SVA Update Number 13 - Hong Kong Protests – Threat Assessment – 11 February 2020
The grave health crisis in China has drawn much of the attention away from Hong Kong’s protest movement. However, the anti-government movement’s shift to direct action through fledging Trade Unions – this at a critical juncture – threatens to degrade the government’s capacity. Businesses must re-evaluate this new threat, and prepare for enhanced, and hitherto unanticipated, risks.
The evolving threat
The number and size of protests have fallen of late, in part owing to protest fatigue and more effective police tactics, but mostly due to the fear that gatherings might accelerate the spread of the virus.
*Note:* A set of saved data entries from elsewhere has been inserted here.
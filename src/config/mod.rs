// restoretool/src/config/mod.rs
use anyhow::{Context, Result};
use serde::Deserialize;
use std::fmt;
use std::fs;
use std::path::{Path, PathBuf};
use std::time::Duration;

use crate::restore::exclusive::ExclusiveModeSettings;
use crate::restore::poller::PollSchedule;
use crate::restore::sequencer::SequencerSettings;

const DEFAULT_POLL_INTERVAL_SECS: u64 = 90;
const DEFAULT_MAX_WAIT_SECS: u64 = 1800;
const DEFAULT_MAX_EXCLUSIVE_MODE_ATTEMPTS: u32 = 3;
const DEFAULT_EVICTION_SETTLE_SECS: u64 = 5;
const DEFAULT_EXCLUSIVE_MODE_SETTLE_SECS: u64 = 2;
const DEFAULT_BACKUP_PREFIX: &str = "SQLBackups/";
const DEFAULT_DIFF_CANDIDATE_LIMIT: usize = 3;

// Structs for deserializing config.json
#[derive(Debug, Clone, Deserialize)]
pub struct JsonS3StorageConfig {
    pub region: Option<String>,
    pub endpoint_url: Option<String>,
    pub access_key_id: Option<String>,
    pub secret_access_key: Option<String>,
}

#[derive(Debug, Clone, Default, Deserialize)]
pub struct RawJsonConfig {
    pub backup_directory: Option<PathBuf>,
    pub database_name: Option<String>,
    pub engine_connection_string: Option<String>,
    pub storage_bucket_id: Option<String>,
    pub backup_prefix: Option<String>,
    pub poll_interval_secs: Option<u64>,
    pub max_wait_secs: Option<u64>,
    pub max_exclusive_mode_attempts: Option<u32>,
    pub eviction_settle_secs: Option<u64>,
    pub exclusive_mode_settle_secs: Option<u64>,
    pub diff_candidate_limit: Option<usize>,
    pub log_file: Option<PathBuf>,
    pub s3_storage: Option<JsonS3StorageConfig>,
}

// Application's internal configuration structs
#[derive(Clone)]
pub struct S3StorageConfig {
    pub region: Option<String>,
    pub endpoint_url: Option<String>,
    pub access_key_id: Option<String>,
    pub secret_access_key: Option<String>,
}

impl fmt::Debug for S3StorageConfig {
    fn fmt(&self, f: &mut fmt::Formatter<'_>) -> fmt::Result {
        f.debug_struct("S3StorageConfig")
            .field("region", &self.region)
            .field("endpoint_url", &self.endpoint_url)
            .field("access_key_id", &self.access_key_id)
            .field("secret_access_key", &self.secret_access_key.as_ref().map(|_| "<redacted>"))
            .finish()
    }
}

/// Everything one restore run needs. Built once from `config.json` and passed
/// down explicitly.
#[derive(Clone)]
pub struct RestoreConfig {
    pub backup_directory: PathBuf,
    pub database_name: String,
    pub engine_connection_string: String,
    pub storage_bucket_id: String,
    pub backup_prefix: String,
    pub poll_schedule: PollSchedule,
    pub max_exclusive_mode_attempts: u32,
    pub eviction_settle: Duration,
    pub exclusive_mode_settle: Duration,
    pub diff_candidate_limit: usize,
    pub log_file: Option<PathBuf>,
    pub s3_storage: Option<S3StorageConfig>,
}

impl fmt::Debug for RestoreConfig {
    fn fmt(&self, f: &mut fmt::Formatter<'_>) -> fmt::Result {
        f.debug_struct("RestoreConfig")
            .field("backup_directory", &self.backup_directory)
            .field("database_name", &self.database_name)
            .field("engine_connection_string", &"<redacted>")
            .field("storage_bucket_id", &self.storage_bucket_id)
            .field("backup_prefix", &self.backup_prefix)
            .field("poll_schedule", &self.poll_schedule)
            .field("max_exclusive_mode_attempts", &self.max_exclusive_mode_attempts)
            .field("eviction_settle", &self.eviction_settle)
            .field("exclusive_mode_settle", &self.exclusive_mode_settle)
            .field("diff_candidate_limit", &self.diff_candidate_limit)
            .field("log_file", &self.log_file)
            .field("s3_storage", &self.s3_storage)
            .finish()
    }
}

impl RestoreConfig {
    pub fn load_from_json(config_path: &Path) -> Result<Self> {
        let config_content = fs::read_to_string(config_path)
            .with_context(|| format!("Failed to read config file at {}", config_path.display()))?;
        let raw_json_config: RawJsonConfig = serde_json::from_str(&config_content).with_context(|| {
            format!(
                "Failed to parse JSON from config file at {}",
                config_path.display()
            )
        })?;
        load_restore_config_from_json(&raw_json_config)
    }

    pub fn sequencer_settings(&self) -> SequencerSettings {
        SequencerSettings {
            storage_bucket_id: self.storage_bucket_id.clone(),
            poll: self.poll_schedule,
            exclusive: ExclusiveModeSettings {
                max_attempts: self.max_exclusive_mode_attempts,
                eviction_settle: self.eviction_settle,
                switch_settle: self.exclusive_mode_settle,
                full_restore_wait: self.poll_schedule,
            },
        }
    }
}

fn required_string(value: &Option<String>, key: &str) -> Result<String> {
    let value = value
        .as_ref()
        .with_context(|| format!("{} must be set in config.json for restore", key))?;
    if value.trim().is_empty() {
        return Err(anyhow::anyhow!("{} cannot be empty in config.json.", key));
    }
    Ok(value.clone())
}

pub fn load_restore_config_from_json(raw_config: &RawJsonConfig) -> Result<RestoreConfig> {
    let backup_directory = raw_config
        .backup_directory
        .as_ref()
        .context("backup_directory must be set in config.json for restore")?
        .clone();
    if backup_directory.as_os_str().is_empty() {
        return Err(anyhow::anyhow!("backup_directory cannot be empty in config.json."));
    }

    let database_name = required_string(&raw_config.database_name, "database_name")?;
    let engine_connection_string =
        required_string(&raw_config.engine_connection_string, "engine_connection_string")?;
    let storage_bucket_id = required_string(&raw_config.storage_bucket_id, "storage_bucket_id")?;

    let poll_interval = Duration::from_secs(
        raw_config
            .poll_interval_secs
            .unwrap_or(DEFAULT_POLL_INTERVAL_SECS),
    );
    let max_wait = Duration::from_secs(raw_config.max_wait_secs.unwrap_or(DEFAULT_MAX_WAIT_SECS));
    let poll_schedule = PollSchedule::new(max_wait, poll_interval)
        .context("poll_interval_secs / max_wait_secs in config.json are inconsistent")?;

    let max_exclusive_mode_attempts = raw_config
        .max_exclusive_mode_attempts
        .unwrap_or(DEFAULT_MAX_EXCLUSIVE_MODE_ATTEMPTS);
    if max_exclusive_mode_attempts == 0 {
        return Err(anyhow::anyhow!(
            "max_exclusive_mode_attempts must be at least 1 in config.json."
        ));
    }

    let diff_candidate_limit = raw_config
        .diff_candidate_limit
        .unwrap_or(DEFAULT_DIFF_CANDIDATE_LIMIT);
    if diff_candidate_limit == 0 {
        return Err(anyhow::anyhow!(
            "diff_candidate_limit must be at least 1 in config.json."
        ));
    }

    let s3_storage = match &raw_config.s3_storage {
        Some(s3_raw) => {
            let non_empty = |v: &Option<String>| v.clone().filter(|s| !s.trim().is_empty());
            let access_key_id = non_empty(&s3_raw.access_key_id);
            let secret_access_key = non_empty(&s3_raw.secret_access_key);
            if access_key_id.is_some() != secret_access_key.is_some() {
                return Err(anyhow::anyhow!(
                    "s3_storage in config.json must set both access_key_id and secret_access_key, or neither."
                ));
            }
            Some(S3StorageConfig {
                region: non_empty(&s3_raw.region),
                endpoint_url: non_empty(&s3_raw.endpoint_url),
                access_key_id,
                secret_access_key,
            })
        }
        None => None,
    };

    Ok(RestoreConfig {
        backup_directory,
        database_name,
        engine_connection_string,
        storage_bucket_id,
        backup_prefix: raw_config
            .backup_prefix
            .clone()
            .unwrap_or_else(|| DEFAULT_BACKUP_PREFIX.to_string()),
        poll_schedule,
        max_exclusive_mode_attempts,
        eviction_settle: Duration::from_secs(
            raw_config
                .eviction_settle_secs
                .unwrap_or(DEFAULT_EVICTION_SETTLE_SECS),
        ),
        exclusive_mode_settle: Duration::from_secs(
            raw_config
                .exclusive_mode_settle_secs
                .unwrap_or(DEFAULT_EXCLUSIVE_MODE_SETTLE_SECS),
        ),
        diff_candidate_limit,
        log_file: raw_config.log_file.clone(),
        s3_storage,
    })
}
However, the decline also speaks to a change in strategy.
In particular, elements within the movement have founded trade unions in the last few months, for strategic reasons. Examples include: the Hospital Authority Employees Alliance (“HAEA”); the Hong Kong Financial Industry Employees General Union; and the Hong Kong Information Technology Workers’ Union – amongst others.
These unions can vote in elections for the Legislative Council (after a year), as part of functional constituencies, and may thus sway political events. Moreover, they provide a means to put pressure on the government – and their members are keen to impose their will.
The HAEA is probably the largest, with at least 7,000 members (10% of Hospital Authority staff), thanks to longer-term support in local medical circles, and to cheerleading by foreign activists (one of whom has published articles in British medical journals accusing the Hong Kong Police of breaches of international human rights laws).
The HAEA has already made considerable use of leverage deriving from the viral outbreak, and carried out a five-day strike in early February. It threatens further action, and may orchestrate large scale resignations, should the Hong Kong Government fail to meet demands to halt movement totally from mainland China into Hong Kong. A vote to discontinue strike action was, however, passed on 7 February; it remains to be seen how long this decision will hold.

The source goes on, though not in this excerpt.